* **Dataset entries**
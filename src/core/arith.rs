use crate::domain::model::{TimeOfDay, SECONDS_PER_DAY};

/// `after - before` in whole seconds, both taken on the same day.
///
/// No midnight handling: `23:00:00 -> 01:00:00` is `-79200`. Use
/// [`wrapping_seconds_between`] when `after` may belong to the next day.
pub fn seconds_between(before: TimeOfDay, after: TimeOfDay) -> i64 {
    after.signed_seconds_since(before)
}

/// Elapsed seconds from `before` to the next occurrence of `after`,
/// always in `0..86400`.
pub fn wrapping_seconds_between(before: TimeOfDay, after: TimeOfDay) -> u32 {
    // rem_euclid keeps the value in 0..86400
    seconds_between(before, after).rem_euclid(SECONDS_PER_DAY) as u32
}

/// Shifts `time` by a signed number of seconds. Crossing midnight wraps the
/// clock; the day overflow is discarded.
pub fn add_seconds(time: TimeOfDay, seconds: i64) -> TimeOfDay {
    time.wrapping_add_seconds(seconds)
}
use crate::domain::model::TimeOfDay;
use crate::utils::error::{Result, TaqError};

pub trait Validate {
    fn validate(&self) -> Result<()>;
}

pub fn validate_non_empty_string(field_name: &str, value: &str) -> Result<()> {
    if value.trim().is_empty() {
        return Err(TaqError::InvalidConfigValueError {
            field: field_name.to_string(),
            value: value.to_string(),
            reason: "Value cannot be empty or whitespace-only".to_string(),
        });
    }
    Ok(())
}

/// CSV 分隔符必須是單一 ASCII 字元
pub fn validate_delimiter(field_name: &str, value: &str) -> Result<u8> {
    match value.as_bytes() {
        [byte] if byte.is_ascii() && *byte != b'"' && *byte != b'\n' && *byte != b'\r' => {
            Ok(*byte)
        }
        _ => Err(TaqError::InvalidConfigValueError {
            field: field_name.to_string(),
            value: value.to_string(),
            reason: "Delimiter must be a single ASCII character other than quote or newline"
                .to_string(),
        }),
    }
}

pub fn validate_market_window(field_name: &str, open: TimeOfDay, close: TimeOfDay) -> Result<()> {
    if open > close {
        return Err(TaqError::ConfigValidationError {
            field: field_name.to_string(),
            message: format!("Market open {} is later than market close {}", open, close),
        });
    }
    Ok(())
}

* * *

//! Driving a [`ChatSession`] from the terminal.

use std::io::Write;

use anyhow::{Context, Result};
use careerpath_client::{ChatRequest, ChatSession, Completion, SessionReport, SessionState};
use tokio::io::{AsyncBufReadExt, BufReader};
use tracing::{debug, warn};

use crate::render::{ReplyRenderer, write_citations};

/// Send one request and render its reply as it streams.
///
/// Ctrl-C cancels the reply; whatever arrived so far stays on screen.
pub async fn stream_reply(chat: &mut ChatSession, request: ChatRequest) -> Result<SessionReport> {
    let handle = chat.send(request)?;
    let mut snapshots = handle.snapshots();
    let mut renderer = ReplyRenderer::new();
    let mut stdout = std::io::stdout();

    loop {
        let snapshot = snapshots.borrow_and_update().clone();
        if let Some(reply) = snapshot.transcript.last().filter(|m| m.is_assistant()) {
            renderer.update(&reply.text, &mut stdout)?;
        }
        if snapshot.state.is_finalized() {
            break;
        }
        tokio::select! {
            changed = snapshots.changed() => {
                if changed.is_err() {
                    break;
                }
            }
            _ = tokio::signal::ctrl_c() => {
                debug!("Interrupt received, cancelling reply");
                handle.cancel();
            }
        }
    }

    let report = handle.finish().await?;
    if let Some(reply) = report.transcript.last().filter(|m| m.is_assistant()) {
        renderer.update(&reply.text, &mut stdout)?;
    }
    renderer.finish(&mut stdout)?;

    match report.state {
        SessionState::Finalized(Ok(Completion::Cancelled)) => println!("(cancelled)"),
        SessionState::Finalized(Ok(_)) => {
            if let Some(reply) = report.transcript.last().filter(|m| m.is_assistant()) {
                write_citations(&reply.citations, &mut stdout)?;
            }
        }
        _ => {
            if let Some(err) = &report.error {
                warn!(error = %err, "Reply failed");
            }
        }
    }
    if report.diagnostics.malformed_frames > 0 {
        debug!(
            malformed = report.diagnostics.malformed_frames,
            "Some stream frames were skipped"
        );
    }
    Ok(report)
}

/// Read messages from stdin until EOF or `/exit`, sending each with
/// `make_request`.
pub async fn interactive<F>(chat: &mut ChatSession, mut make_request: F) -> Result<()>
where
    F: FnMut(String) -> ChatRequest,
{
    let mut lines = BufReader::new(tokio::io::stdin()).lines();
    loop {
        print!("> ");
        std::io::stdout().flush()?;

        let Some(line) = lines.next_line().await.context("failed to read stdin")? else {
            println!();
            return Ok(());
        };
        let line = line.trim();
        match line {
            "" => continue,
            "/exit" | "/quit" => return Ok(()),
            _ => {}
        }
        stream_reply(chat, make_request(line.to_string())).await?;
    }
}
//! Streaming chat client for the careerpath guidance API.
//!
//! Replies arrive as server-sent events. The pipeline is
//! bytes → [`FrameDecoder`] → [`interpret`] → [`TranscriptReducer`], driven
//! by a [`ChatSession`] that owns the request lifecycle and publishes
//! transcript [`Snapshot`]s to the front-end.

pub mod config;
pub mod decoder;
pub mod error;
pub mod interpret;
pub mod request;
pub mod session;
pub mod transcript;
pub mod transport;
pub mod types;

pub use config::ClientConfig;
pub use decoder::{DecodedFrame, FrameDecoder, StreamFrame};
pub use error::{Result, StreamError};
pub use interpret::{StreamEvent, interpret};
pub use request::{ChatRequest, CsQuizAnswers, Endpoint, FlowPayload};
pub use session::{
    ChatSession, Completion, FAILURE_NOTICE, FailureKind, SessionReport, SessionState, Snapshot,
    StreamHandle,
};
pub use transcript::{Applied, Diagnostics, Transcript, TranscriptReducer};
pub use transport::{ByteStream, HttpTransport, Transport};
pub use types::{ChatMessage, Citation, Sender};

* **Work request**
Using the records above, copy word for word the line with "filename src/core/arith.rs", the line with "value in 0..86400", and every line between them.

* **Result for this task**
filename src/core/arith.rs
use crate::domain::model::{TimeOfDay, SECONDS_PER_DAY};

/// `after - before` in whole seconds, both taken on the same day.
///
/// No midnight handling: `23:00:00 -> 01:00:00` is `-79200`. Use
/// [`wrapping_seconds_between`] when `after` may belong to the next day.
pub fn seconds_between(before: TimeOfDay, after: TimeOfDay) -> i64 {
    after.signed_seconds_since(before)
}

/// Elapsed seconds from `before` to the next occurrence of `after`,
/// always in `0..86400`.
pub fn wrapping_seconds_between(before: TimeOfDay, after: TimeOfDay) -> u32 {
    // rem_euclid keeps the value in 0..86400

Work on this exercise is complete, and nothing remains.